As internet-of-things (IoT) devices continue to be installed everywhere, the concept of disposable IoT is emerging owing to better cost-efficiency and ease of maintenance without battery recharging. Lasting several years, IoTs powered with standard alkaline batteries can be a promising solution due to the long shelf life, low cost, and high reliability of these batteries as compared to the Li-ion type. As shown in the top portion of Fig. 11.8.1, a single alkaline cell has a maximum voltage of 1.5V, but it can decay down to 0.9V [1]. To power an IoT device operating with $\mathrm{V}_{\mathrm{DD}}=2\mathrm{V}$ , a variety of design options can be considered, such as the battery configuration and the power conversion topology, as shown in Fig. 11.8.1 (bottom).

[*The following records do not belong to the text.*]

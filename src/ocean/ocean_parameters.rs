use serde::{Deserialize, Serialize};

use crate::ocean::utils::clamp;

pub const MIN_SWELL: f32 = 0.01;
pub const MAX_SWELL: f32 = 1.0;

/// User-facing description of one directional wave spectrum.
#[derive(Debug, Clone, Copy, PartialEq, Serialize, Deserialize)]
pub struct SpectrumParameters {
  pub scale: f32,
  pub wind_speed: f32,
  /// Degrees.
  pub wind_direction: f32,
  pub fetch: f32,
  pub spread_blend: f32,
  pub swell: f32,
  pub peak_enhancement: f32,
  pub short_waves_fade: f32,
}

impl Default for SpectrumParameters {
  fn default() -> SpectrumParameters {
    SpectrumParameters {
      scale: 1.0,
      wind_speed: 0.5,
      wind_direction: 200.0,
      fetch: 100000.0,
      spread_blend: 1.0,
      swell: 0.7,
      peak_enhancement: 3.3,
      short_waves_fade: 0.01,
    }
  }
}

/// One simulated domain: its world-space patch size and the two spectra summed into it.
#[derive(Debug, Clone, Copy, PartialEq, Serialize, Deserialize)]
pub struct LayerParameters {
  pub domain_size: f32,
  pub spectra: [SpectrumParameters; 2],
}

/// Values that may change between frames without a re-bake.
#[derive(Debug, Clone, Copy, PartialEq, Serialize, Deserialize)]
#[serde(default)]
pub struct FrameParameters {
  pub speed: f32,
  pub repeat_time: f32,
  pub lambda: [f32; 2],
  pub foam_bias: f32,
  pub foam_threshold: f32,
  pub foam_intensity: f32,
}

impl Default for FrameParameters {
  fn default() -> FrameParameters {
    FrameParameters {
      speed: 1.0,
      repeat_time: 200.0,
      lambda: [1.0, 1.0],
      foam_bias: 0.85,
      foam_threshold: 0.0,
      foam_intensity: 1.0,
    }
  }
}

/// GPU layout of a baked spectrum, one entry per (layer, spectrum) in a storage buffer.
#[repr(C)]
#[derive(Debug, Copy, Clone, PartialEq, bytemuck::Pod, bytemuck::Zeroable)]
pub struct ComputeSpectrumRecord {
  pub scale: f32,
  pub angle: f32,
  pub spread_blend: f32,
  pub swell: f32,
  pub alpha: f32,
  pub peak_omega: f32,
  pub gamma: f32,
  pub short_waves_fade: f32,
}

impl ComputeSpectrumRecord {
  /// Wind speed and fetch must be positive; `OceanSimulationConfig::validate` guarantees it.
  pub fn from_parameters(o: &SpectrumParameters, gravity: f32) -> Self {
    if o.swell < MIN_SWELL || o.swell > MAX_SWELL {
      log::warn!(
        "swell {} outside [{}, {}], clamping",
        o.swell,
        MIN_SWELL,
        MAX_SWELL
      );
    }

    Self {
      scale: o.scale,
      angle: o.wind_direction / 180.0 * std::f32::consts::PI,
      spread_blend: o.spread_blend,
      swell: clamp(o.swell, MIN_SWELL, MAX_SWELL),
      alpha: jonswap_alpha(gravity, o.fetch, o.wind_speed),
      peak_omega: jonswap_peak_frequency(gravity, o.fetch, o.wind_speed),
      gamma: o.peak_enhancement,
      short_waves_fade: o.short_waves_fade,
    }
  }
}

/// JONSWAP energy scale.
pub fn jonswap_alpha(g: f32, fetch: f32, wind_speed: f32) -> f32 {
  debug_assert!(wind_speed > 0.0, "wind speed must be positive");
  0.076 * f32::powf(g * fetch / wind_speed / wind_speed, -0.22)
}

/// JONSWAP peak angular frequency.
pub fn jonswap_peak_frequency(g: f32, fetch: f32, wind_speed: f32) -> f32 {
  debug_assert!(wind_speed > 0.0, "wind speed must be positive");
  22.0 * f32::powf(wind_speed * fetch / g / g, -0.33)
}

/// Records in upload order: layer 0 spectrum 0, layer 0 spectrum 1, layer 1 spectrum 0, ...
pub fn bake_spectrum_records(layers: &[LayerParameters], gravity: f32) -> Vec<ComputeSpectrumRecord> {
  layers
    .iter()
    .flat_map(|layer| layer.spectra.iter())
    .map(|spectrum| ComputeSpectrumRecord::from_parameters(spectrum, gravity))
    .collect()
}

#[cfg(test)]
mod tests {
  use super::*;

  fn relative_error(actual: f32, expected: f64) -> f64 {
    ((actual as f64 - expected) / expected).abs()
  }

  #[test]
  fn jonswap_alpha_matches_reference() {
    let expected = 0.076 * (9.81f64 * 100000.0 / 2.0 / 2.0).powf(-0.22);
    let alpha = jonswap_alpha(9.81, 100000.0, 2.0);
    assert!(relative_error(alpha, expected) < 1e-4, "alpha = {}", alpha);
    assert!((alpha - 0.004955).abs() < 1e-5);
  }

  #[test]
  fn jonswap_peak_frequency_matches_reference() {
    let expected = 22.0 * (2.0f64 * 100000.0 / 9.81 / 9.81).powf(-0.33);
    let peak = jonswap_peak_frequency(9.81, 100000.0, 2.0);
    assert!(relative_error(peak, expected) < 1e-4, "peak = {}", peak);
  }

  #[test]
  fn record_converts_degrees_and_clamps_swell() {
    let parameters = SpectrumParameters {
      wind_direction: 90.0,
      swell: 0.0,
      ..Default::default()
    };
    let record = ComputeSpectrumRecord::from_parameters(&parameters, 9.81);
    assert!((record.angle - std::f32::consts::FRAC_PI_2).abs() < 1e-6);
    assert_eq!(record.swell, MIN_SWELL);

    let record = ComputeSpectrumRecord::from_parameters(
      &SpectrumParameters {
        swell: 3.0,
        ..parameters
      },
      9.81,
    );
    assert_eq!(record.swell, MAX_SWELL);
  }

  #[test]
  fn baked_records_are_two_per_layer_in_order() {
    let mut first = SpectrumParameters::default();
    first.scale = 0.5;
    let mut second = SpectrumParameters::default();
    second.scale = 0.25;
    let layer = LayerParameters {
      domain_size: 64.0,
      spectra: [first, second],
    };

    let records = bake_spectrum_records(&[layer, layer, layer], 9.81);
    assert_eq!(records.len(), 6);
    assert_eq!(records[0].scale, 0.5);
    assert_eq!(records[1].scale, 0.25);
    assert_eq!(records[4].scale, 0.5);
    assert_eq!(std::mem::size_of::<ComputeSpectrumRecord>(), 32);
  }
}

The first approach is step-down conversion [2], [3] from multi-cell batteries (3×BATs) connected in series. In this configuration, cell-balancing must be carefully considered; otherwise, the energy of the BATs cannot be fully utilized if any weak cells exist among them. Considering the power conversion stage, the input RMS current $\mathrm{I}_{\mathrm{IN},\mathrm{RMS}}$ becomes much higher than the average current $\mathrm{I}_{\mathrm{IN},\mathrm{AVG}}$ due to the inherently discontinuous $\mathrm{I}_{\mathrm{IN}}$ supplied from batteries, resulting in a significant power loss in the series combination of the direct current resistance $(\mathrm{R}_{\mathrm{DCR}, \mathrm{BAT}})$ of batteries which in the case of 3 batteries in series is $3\times \mathrm{R}_{\mathrm{DCR}, \mathrm{BAT}}$ (-300m $\Omega$ ). Regarding step-up conversion [4], [5] with parallel-connected batteries, most of the energy imbalances are compelled to be uselessly wasted via reverse currents $\mathrm{I}_{\mathrm{B}}$ ‘ The $\mathrm{I}_{\mathrm{B}}$ also can cause explosion or leakage of corrosive substances. Furthermore, the inductor current $\mathrm{I}_{\mathrm{L}}$ is likely to be high, caused by the discontinuous $\mathrm{I}_{\mathrm{D}}$ delivered to the output; this significantly contributes to the power loss with a large $\mathrm{R}_{\mathrm{DCR},\mathrm{IND}}$ of the inductor. In summary, the battery cell imbalance and the discontinuous input/output (I/O) current of converter are perhaps the major issues that prevent the full utilization of alkaline batteries in IoT applications.